Directions for this task. The line that contains "pointer, zero size." marks the end: retype the data below exactly from its first line through that line.

Dataset extract.
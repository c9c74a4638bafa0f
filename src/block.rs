//! The block value handed out by allocators.

use core::ptr;

/// One in-flight allocation: a raw pointer plus the originally requested
/// size in bytes.
///
/// A block is either *valid* (non-null pointer, non-zero size) or the
/// canonical empty state `{null, 0}`; allocators never produce any other
/// combination. Blocks are plain tokens with no lifetime attached: the
/// caller is responsible for handing a block back to the allocator that
/// produced it. Equality is structural.
///
/// The recorded size is the size the caller asked for, not any internal
/// rounded-up figure. Size-based routing (see
/// [`SegregatorAllocator`](crate::allocator::SegregatorAllocator)) relies
/// on this.
#[derive(Debug, Clone, Copy, PartialEq, Eq)]
pub struct MemoryBlock {
    /// Start of the allocation, or null for the empty block.
    pub ptr: *mut u8,
    /// Requested size in bytes, or 0 for the empty block.
    pub size: usize,
}

impl MemoryBlock {
    /// The empty block: null pointer, zero size.
    pub const EMPTY: Self = Self {
        ptr: ptr::null_mut(),
        size: 0,
    };

    /// Builds a block from its parts.
    ///
    /// `ptr` must be null exactly when `size` is zero; the two degenerate
    /// halves (`{null, n}`, `{ptr, 0}`) are not representable states.
    #[inline]
    pub fn new(ptr: *mut u8, size: usize) -> Self {
        debug_assert!(
            ptr.is_null() == (size == 0),
            "a block is either fully valid or fully empty"
        );
        Self { ptr, size }
    }

    /// Whether this block describes a live allocation.
    #[inline]
    pub fn is_valid(&self) -> bool {
        !self.ptr.is_null() && self.size > 0
    }

    /// Returns the block to the empty state.
    #[inline]
    pub fn reset(&mut self) {
        *self = Self::EMPTY;
    }

    /// One-past-the-end pointer of the allocation.
    #[inline]
    pub fn end_ptr(&self) -> *const u8 {
        (self.ptr as usize + self.size) as *const u8
    }
}

impl Default for MemoryBlock {
    fn default() -> Self {
        Self::EMPTY
    }
}
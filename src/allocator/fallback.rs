//! Ordered composition of two allocators.

use super::Allocator;
use crate::block::MemoryBlock;

/// Tries a primary allocator and falls back to a secondary on failure.
///
/// The classic "fast, bounded allocator with a general-purpose overflow"
/// policy: requests go to the primary first and spill into the secondary
/// only when the primary reports exhaustion. Deallocation is routed by
/// ownership: blocks the primary owns go back to the primary, everything
/// else goes to the secondary. A secondary whose `owns` is always false
/// (such as [`Mallocator`](crate::allocator::Mallocator)) therefore acts
/// as the catch-all branch.
///
/// Holds no storage of its own; both delegates may themselves be
/// combinators.
pub struct FallbackAllocator<P: Allocator, S: Allocator> {
    primary: P,
    secondary: S,
}

impl<P: Allocator, S: Allocator> FallbackAllocator<P, S> {
    pub fn new(primary: P, secondary: S) -> Self {
        Self { primary, secondary }
    }

    pub fn primary(&self) -> &P {
        &self.primary
    }

    pub fn primary_mut(&mut self) -> &mut P {
        &mut self.primary
    }

    pub fn secondary(&self) -> &S {
        &self.secondary
    }

    pub fn secondary_mut(&mut self) -> &mut S {
        &mut self.secondary
    }
}

impl<P: Allocator, S: Allocator> Allocator for FallbackAllocator<P, S> {
    fn allocate(&mut self, size: usize) -> MemoryBlock {
        let block = self.primary.allocate(size);
        if block.is_valid() {
            block
        } else {
            self.secondary.allocate(size)
        }
    }

    unsafe fn deallocate(&mut self, block: &mut MemoryBlock) -> bool {
        // SAFETY: routed by ownership; per the deallocate contract the
        // block came from one of the two delegates, and a block the
        // primary does not own can only have come from the secondary.
        unsafe {
            if self.primary.owns(block) {
                self.primary.deallocate(block)
            } else {
                self.secondary.deallocate(block)
            }
        }
    }

    fn owns(&self, block: &MemoryBlock) -> bool {
        self.primary.owns(block) || self.secondary.owns(block)
    }
}

#[cfg(test)]
mod tests {
    use super::*;
    use crate::allocator::{Mallocator, PoolAllocator, StackAllocator};
    use crate::source::InlineMemory;

    #[test]
    fn spills_into_the_secondary_when_the_primary_is_exhausted() {
        let region = InlineMemory::<32>::new();
        let mut fallback = FallbackAllocator::new(PoolAllocator::new(&region, 16), Mallocator);

        let mut first = fallback.allocate(16);
        let mut second = fallback.allocate(16);
        let mut spilled = fallback.allocate(16);

        assert!(first.is_valid() && second.is_valid() && spilled.is_valid());
        assert!(fallback.owns(&first), "primary-owned block");
        assert!(
            !fallback.owns(&spilled),
            "heap secondary never claims ownership"
        );
        assert_eq!(fallback.primary().free_count(), 0);

        // SAFETY: all three blocks came from this composition.
        unsafe {
            assert!(fallback.deallocate(&mut first));
            assert!(fallback.deallocate(&mut second));
            assert!(fallback.deallocate(&mut spilled));
        }
        assert_eq!(fallback.primary().free_count(), 2, "pool blocks went home");
    }

    #[test]
    fn primary_failure_on_size_mismatch_also_spills() {
        let region = InlineMemory::<32>::new();
        let mut fallback = FallbackAllocator::new(PoolAllocator::new(&region, 16), Mallocator);

        // The pool serves one size class; everything else lands on the heap.
        let mut odd = fallback.allocate(24);
        assert!(odd.is_valid());
        assert!(!fallback.owns(&odd));
        // SAFETY: block came from this composition.
        assert!(unsafe { fallback.deallocate(&mut odd) });
    }

    #[test]
    fn composes_with_borrowed_delegates() {
        let region = InlineMemory::<64>::new();
        let mut stack = StackAllocator::new(&region);
        {
            let mut fallback = FallbackAllocator::new(&mut stack, Mallocator);
            let block = fallback.allocate(48);
            assert!(block.is_valid());
            assert!(fallback.owns(&block));
        }
        // The borrowed primary keeps the state the combinator built up.
        assert_eq!(stack.used(), 48);
    }
}
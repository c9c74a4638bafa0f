//! Trivial terminal allocators.

use super::Allocator;
use crate::block::MemoryBlock;

/// Allocator that never allocates.
///
/// The safe "no allocation available" default: every request fails, every
/// deallocation is refused, nothing is ever owned.
#[derive(Debug, Default, Clone, Copy)]
pub struct NullAllocator;

impl Allocator for NullAllocator {
    fn allocate(&mut self, _size: usize) -> MemoryBlock {
        MemoryBlock::EMPTY
    }

    unsafe fn deallocate(&mut self, _block: &mut MemoryBlock) -> bool {
        false
    }

    fn owns(&self, _block: &MemoryBlock) -> bool {
        false
    }
}

/// Allocator that must never be exercised.
///
/// Used to seal off a branch of a composition that is supposed to be
/// unreachable, say the above-threshold side of a segregator when large
/// requests are forbidden by design. Reaching it is a programming error,
/// so both operations panic instead of reporting failure the caller might
/// silently absorb.
#[derive(Debug, Default, Clone, Copy)]
pub struct ForbiddenAllocator;

impl Allocator for ForbiddenAllocator {
    fn allocate(&mut self, size: usize) -> MemoryBlock {
        panic!("allocation of {size} bytes reached a forbidden allocator");
    }

    unsafe fn deallocate(&mut self, _block: &mut MemoryBlock) -> bool {
        panic!("deallocation reached a forbidden allocator");
    }

    fn owns(&self, _block: &MemoryBlock) -> bool {
        false
    }
}

#[cfg(test)]
mod tests {
    use super::*;

    #[test]
    fn null_allocator_always_fails() {
        let mut allocator = NullAllocator;
        for size in [0usize, 1, 2, 4, 8, 16, 32, 64, 128] {
            assert!(!allocator.allocate(size).is_valid());
        }
    }

    #[test]
    fn null_allocator_refuses_every_block() {
        let mut allocator = NullAllocator;
        let mut data = 0u32;
        let mut empty = MemoryBlock::EMPTY;
        let mut foreign = MemoryBlock::new((&raw mut data).cast::<u8>(), size_of::<u32>());

        // SAFETY: NullAllocator never touches the block.
        unsafe {
            assert!(!allocator.deallocate(&mut empty));
            assert!(!allocator.deallocate(&mut foreign));
        }
        // The refused block is left untouched.
        assert!(foreign.is_valid());
        assert!(!allocator.owns(&empty));
        assert!(!allocator.owns(&foreign));
    }

    #[test]
    #[should_panic(expected = "forbidden allocator")]
    fn forbidden_allocator_panics_on_allocate() {
        let mut allocator = ForbiddenAllocator;
        let _ = allocator.allocate(10);
    }

    #[test]
    #[should_panic(expected = "forbidden allocator")]
    fn forbidden_allocator_panics_on_deallocate() {
        let mut allocator = ForbiddenAllocator;
        let mut block = MemoryBlock::EMPTY;
        // SAFETY: panics before touching the block.
        let _ = unsafe { allocator.deallocate(&mut block) };
    }

    #[test]
    fn forbidden_allocator_owns_nothing() {
        let allocator = ForbiddenAllocator;
        assert!(!allocator.owns(&MemoryBlock::EMPTY));
    }
}
//! # strata-memory
//!
//! Composable memory sources and allocation strategies for deterministic,
//! inspectable memory behavior.
//!
//! The crate separates *where memory comes from* from *how it is carved
//! up*. A [`MemorySource`](source::MemorySource) is a fixed, contiguous
//! region acquired once ([`HeapMemory`](source::HeapMemory),
//! [`InlineMemory`](source::InlineMemory), a
//! [`MemoryView`](source::MemoryView) slicing either). An
//! [`Allocator`](allocator::Allocator) is a policy that hands out
//! [`MemoryBlock`]s from a source, either bump-pointer
//! ([`StackAllocator`](allocator::StackAllocator)), fixed-size free list
//! ([`PoolAllocator`](allocator::PoolAllocator)), or from two other
//! allocators ([`FallbackAllocator`](allocator::FallbackAllocator),
//! [`SegregatorAllocator`](allocator::SegregatorAllocator)), so simple
//! strategies compose into application-specific allocation schemes without
//! touching the global heap.
//!
//! ## Quick start
//!
//! ```
//! use strata_memory::prelude::*;
//!
//! // Reserve one region up front, then carve it deterministically.
//! let region = HeapMemory::new(1024);
//! let mut stack = StackAllocator::new(&region);
//!
//! let mut block = stack.allocate(128);
//! assert!(block.is_valid());
//! assert!(stack.owns(&block));
//!
//! // Blocks are returned explicitly, most recent first; a successful
//! // deallocation consumes the block value.
//! assert!(unsafe { stack.deallocate(&mut block) });
//! assert!(!block.is_valid());
//! ```
//!
//! Composition builds policy out of parts:
//!
//! ```
//! use strata_memory::prelude::*;
//!
//! let region = HeapMemory::new(4096);
//! // Small requests hit the bounded stack; anything it cannot serve
//! // (too large, or exhausted) spills to the heap.
//! let mut allocator = FallbackAllocator::new(StackAllocator::new(&region), Mallocator);
//! let mut block = allocator.allocate(64);
//! assert!(block.is_valid());
//! assert!(unsafe { allocator.deallocate(&mut block) });
//! ```
//!
//! ## Design
//!
//! - **Failure is a value.** `allocate` returns the empty block and
//!   `deallocate` returns `false`; exhaustion is an expected outcome, not
//!   an error. Malformed construction parameters, by contrast, are bugs
//!   and fail fast with a panic.
//! - **Manual reclamation.** Blocks carry no destructor and no lifetime;
//!   the caller returns each block to the allocator that issued it.
//!   `owns` exists so routing code can check before it leaps.
//! - **Single-threaded.** Operations take `&mut self` and nothing is
//!   synchronized; callers needing concurrency wrap an allocator in their
//!   own lock.
//!
//! ## Features
//!
//! - `logging` (default): `tracing` events on allocation-failure paths.

#![cfg_attr(docsrs, feature(doc_cfg))]
#![warn(clippy::all)]
#![warn(rust_2018_idioms)]
#![allow(clippy::module_name_repetitions)]
// Address/pointer round-trips are the substance of this crate; each site
// is reviewed where it appears.
#![allow(clippy::cast_ptr_alignment)]

pub mod allocator;
pub mod block;
pub mod error;
pub mod extensions;
pub mod raw;
pub mod source;
pub mod utils;

pub use crate::block::MemoryBlock;
pub use crate::error::{MemoryError, MemoryResult};

pub mod prelude {
    //! Convenient re-exports of the commonly used types and traits.

    pub use crate::allocator::{
        Allocator, FallbackAllocator, ForbiddenAllocator, Mallocator, NullAllocator,
        PoolAllocator, SegregatorAllocator, StackAllocator,
    };
    pub use crate::block::MemoryBlock;
    pub use crate::error::{MemoryError, MemoryResult};
    pub use crate::extensions::{AllocatorStats, CountingAllocator, DoubleBufferedAllocator};
    pub use crate::source::{HeapMemory, InlineMemory, MemorySource, MemoryView, NullMemory};
}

Solution to the exercise.
repository c9c74a4638bafa0f
filename src/block.rs
//! The block value handed out by allocators.

use core::ptr;

/// One in-flight allocation: a raw pointer plus the originally requested
/// size in bytes.
///
/// A block is either *valid* (non-null pointer, non-zero size) or the
/// canonical empty state `{null, 0}`; allocators never produce any other
/// combination. Blocks are plain tokens with no lifetime attached: the
/// caller is responsible for handing a block back to the allocator that
/// produced it. Equality is structural.
///
/// The recorded size is the size the caller asked for, not any internal
/// rounded-up figure. Size-based routing (see
/// [`SegregatorAllocator`](crate::allocator::SegregatorAllocator)) relies
/// on this.
#[derive(Debug, Clone, Copy, PartialEq, Eq)]
pub struct MemoryBlock {
    /// Start of the allocation, or null for the empty block.
    pub ptr: *mut u8,
    /// Requested size in bytes, or 0 for the empty block.
    pub size: usize,
}

impl MemoryBlock {
    /// The empty block: null pointer, zero size.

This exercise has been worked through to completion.